Recebido: 24 de agosto de 2013; Aceito: 08 de janeiro de 2014; Publicação: 14 de março de 2014

Direitos de autor: © 2014 Peng et al. Este é um artigo de acesso aberto distribuído sob os termos da Licença Creative Commons Attribution, que permite uso irrestrito, distribuição e reprodução em qualquer meio, desde que o autor original ea fonte sejam creditados

Financiamento:. Este trabalho foi apoiada por doações do Projeto de Formação de Jovens Ciência médica do Exército de Libertação do Povo chinês (13QNP108) e Programa Nacional de Pesquisa básica da China (973 Programa, No. 2009CB522606). Os financiadores não tiveram nenhum papel no desenho do estudo, coleta de dados e análise, decisão de publicar ou preparação do manuscrito

CONFLITO DE INTERESSES:.. Os autores declararam que não existem interesses conflitantes

Introdução

Helicobacter pylori
( H. pylori
) é uma bactéria Gram-negativa, bactéria microaerophilic que coloniza o estômago de cerca de 50% da população mundial. A infecção persistente de H. pylori
provoca gastrite crónica e persistente e aumenta o risco de úlcera péptica e câncer gástrico.

H. pylori
mucosa gástrica infectado tem sido caracterizada pela infiltração de células imunitárias e a produção de factores inflamatórios. Th1 e Th2 são relatados para mediar a resposta imunitária a H. pylori
, e resposta Th1 é pensado para ser predominante [1]. Em seguida, indução de resposta Th17 no H. estômago infectado pylori
é confirmado [2]. Além de células Th1, Th2 e Th17, as células T reguladoras (Tregs) também desempenham um papel importante no H. pylori
-relacionados gastrite [3]. Enquanto isso, as citocinas, tais como IL proinflammtory-1β, TNF-α e IL-6 também têm demonstrado ser elevados na H. estômago infectado pylori
[4], e estas citocinas poderiam influenciar a resposta imune das células T em doenças inflamatórias, sugerindo que fatores inflamatórios pode ser crucial no H. inflamação gástrica -relacionados pylori
. No entanto, o mecanismo exacto do processo ainda não foi completamente elucidado.
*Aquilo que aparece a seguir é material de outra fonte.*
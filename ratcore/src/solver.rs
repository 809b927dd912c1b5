use std::io;

use smallvec::SmallVec;

use crate::{
    dims::{self, Cell, Dir},
    error::SearchError,
    frontier::Frontier,
    grid::{CellState, Grid},
    invariants::{CheckLevel, InvariantChecker},
};

#[derive(Debug, Clone, Copy, PartialEq, Eq, Hash)]
pub enum SearchState {
    Searching,
    /// The mouse reached the exit.
    Succeeded,
    /// Every reachable cell was tried, the mouse is trapped.
    Failed,
}

impl SearchState {
    pub fn is_finished(&self) -> bool {
        !matches!(self, SearchState::Searching)
    }

    pub fn is_success(&self) -> bool {
        matches!(self, SearchState::Succeeded)
    }
}

/// Receives the grid once before the search starts and after every visited cell.
pub trait SearchObserver {
    fn snapshot(&mut self, grid: &Grid) -> io::Result<()>;
}

impl<F: FnMut(&Grid) -> io::Result<()>> SearchObserver for F {
    fn snapshot(&mut self, grid: &Grid) -> io::Result<()> {
        self(grid)
    }
}

/// Observer that ignores every snapshot.
pub struct NoObserver;

impl SearchObserver for NoObserver {
    fn snapshot(&mut self, _grid: &Grid) -> io::Result<()> {
        Ok(())
    }
}

#[derive(Debug, Clone, Copy, Default, PartialEq, Eq)]
pub struct SearchStats {
    /// Cells marked as visited by the search, the start included.
    pub visited: usize,
    pub pushed: usize,
    /// Popped candidates that had been visited meanwhile and were skipped.
    pub stale: usize,
    pub peak_frontier: usize,
}

/// Depth-first backtracking search of the exit.
///
/// The search owns both the grid and the frontier for its whole lifetime.
/// Every step marks exactly one cell as visited, so the number of steps is
/// bounded by the number of cells.
#[derive(Debug, Clone)]
pub struct Search {
    grid: Grid,
    frontier: Frontier,
    checker: InvariantChecker,
    start: Cell,
    goal: Cell,
    cursor: Cell,
    state: SearchState,
    stats: SearchStats,
    started: bool,
}

impl Search {
    /// Prepares a search from the grid's mouse to the grid's exit.
    pub fn new(grid: Grid, level: CheckLevel) -> Result<Self, SearchError> {
        let start = grid.locate(CellState::MouseStart)?;
        let goal = grid.locate(CellState::Exit)?;
        Self::with_endpoints(grid, start, goal, level)
    }

    /// Prepares a search between explicitly given cells.
    pub fn with_endpoints(
        grid: Grid,
        start: Cell,
        goal: Cell,
        level: CheckLevel,
    ) -> Result<Self, SearchError> {
        let start = grid.make_cell(start.0, start.1)?;
        let goal = grid.make_cell(goal.0, goal.1)?;

        let search = Search {
            frontier: Frontier::with_capacity(grid.rows() * grid.cols()),
            grid,
            checker: InvariantChecker::new(level),
            start,
            goal,
            cursor: start,
            state: SearchState::Searching,
            stats: SearchStats::default(),
            started: false,
        };
        search.check()?;

        log::debug!("Searching from {} to {}", start, goal);
        Ok(search)
    }

    pub fn grid(&self) -> &Grid {
        &self.grid
    }

    pub fn into_grid(self) -> Grid {
        self.grid
    }

    pub fn frontier(&self) -> &Frontier {
        &self.frontier
    }

    pub fn start(&self) -> Cell {
        self.start
    }

    pub fn goal(&self) -> Cell {
        self.goal
    }

    pub fn cursor(&self) -> Cell {
        self.cursor
    }

    pub fn state(&self) -> SearchState {
        self.state
    }

    pub fn stats(&self) -> SearchStats {
        self.stats
    }

    /// Runs the search to the end, reporting every grid change to `observer`.
    pub fn run<O: SearchObserver + ?Sized>(
        &mut self,
        observer: &mut O,
    ) -> Result<SearchState, SearchError> {
        if !self.started {
            observer.snapshot(&self.grid)?;
        }

        while !self.state.is_finished() {
            if self.step()? != SearchState::Failed {
                observer.snapshot(&self.grid)?;
            }
        }

        log::info!(
            "Search {:?} after visiting {} cell(s)",
            self.state,
            self.stats.visited
        );
        log::debug!("{:?}", self.stats);
        Ok(self.state)
    }

    /// Moves the mouse by one cell.
    ///
    /// The first step visits the start. Every following one expands the
    /// cursor's neighbors and moves to the newest candidate that is still
    /// unvisited. A step that returns [`SearchState::Failed`] visited nothing.
    pub fn step(&mut self) -> Result<SearchState, SearchError> {
        if self.state.is_finished() {
            return Err(SearchError::Finished);
        }

        if !self.started {
            self.started = true;
            self.visit(self.start)?;
        } else {
            for cell in self.candidates() {
                self.push_candidate(cell)?;
            }

            match self.pop_candidate()? {
                Some(next) => self.visit(next)?,
                None => {
                    log::debug!("Frontier exhausted at {}", self.cursor);
                    self.state = SearchState::Failed;
                    return Ok(self.state);
                }
            }
        }

        if dims::equal(self.cursor, self.goal) {
            self.state = SearchState::Succeeded;
        }
        Ok(self.state)
    }

    /// Unvisited open neighbors of the cursor, in expansion order.
    fn candidates(&self) -> SmallVec<[Cell; 4]> {
        Dir::get_in_order()
            .into_iter()
            .map(|dir| self.cursor.neighbor(dir))
            .filter(|&cell| self.grid.is_candidate(cell))
            .collect()
    }

    fn check(&self) -> Result<(), SearchError> {
        self.checker
            .check(&self.grid, self.cursor, self.goal, &self.frontier)?;
        Ok(())
    }

    fn push_candidate(&mut self, cell: Cell) -> Result<(), SearchError> {
        self.check()?;
        self.frontier.push(cell);
        self.stats.pushed += 1;
        self.stats.peak_frontier = self.stats.peak_frontier.max(self.frontier.len());
        self.check()
    }

    /// Pops until a cell that is not yet visited comes up. Drains the
    /// frontier when there is none.
    fn pop_candidate(&mut self) -> Result<Option<Cell>, SearchError> {
        while !self.frontier.is_empty() {
            self.check()?;
            let cell = self.frontier.pop()?;
            self.check()?;

            if self.grid.state_at(cell)? == CellState::Visited {
                self.stats.stale += 1;
                continue;
            }
            return Ok(Some(cell));
        }
        Ok(None)
    }

    fn visit(&mut self, cell: Cell) -> Result<(), SearchError> {
        self.check()?;
        self.cursor = cell;
        self.grid.mark_visited(cell)?;
        self.stats.visited += 1;
        log::debug!("Mouse moved to {}", cell);
        self.check()
    }
}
IL-32 é uma citocina pró-inflamatória recentemente identificado produzido por células do sistema imunológico (células NK, células T, monócitos) e células não-imune (células endoteliais , células epiteliais) [5] - [7]. Foi originalmente clonado como um gene induzido pela IL-2 e NK-4 chamada, mas a sua função é desconhecida até 2005 [5], [8]. Existem seis variantes de splicing de IL-32α incluindo, β, γ, δ, ε, e ζ, e diversos papéis são potencialmente desempenhado pelos seus diferentes isoformas. No entanto, um receptor específico para a IL-32 não tenha sido descoberto, embora neutrófilos proteinase 3 liga-se a IL-32 com uma elevada afinidade [9]. A IL-32 desempenha um papel importante em várias doenças inflamatórias e a sua expressão tem sido demonstrado que se correlacionam com a gravidade das doenças em artrite reumatóide, doença atópica e dermatite de Crohn [10] - [12]. Além disso, IL-32 tinha sido implicada em algumas doenças infecciosas, incluindo H. pylori
infecção [13] - [16]. No entanto, a associação entre IL-32 expressão e H. pylori
gastrite induzida e o seu mecanismo de regulação exacta incluindo se auto- /parácrinos efeitos sobre a expressão de IL-32 pode estar envolvido no processo foi permanecem desconhecidos.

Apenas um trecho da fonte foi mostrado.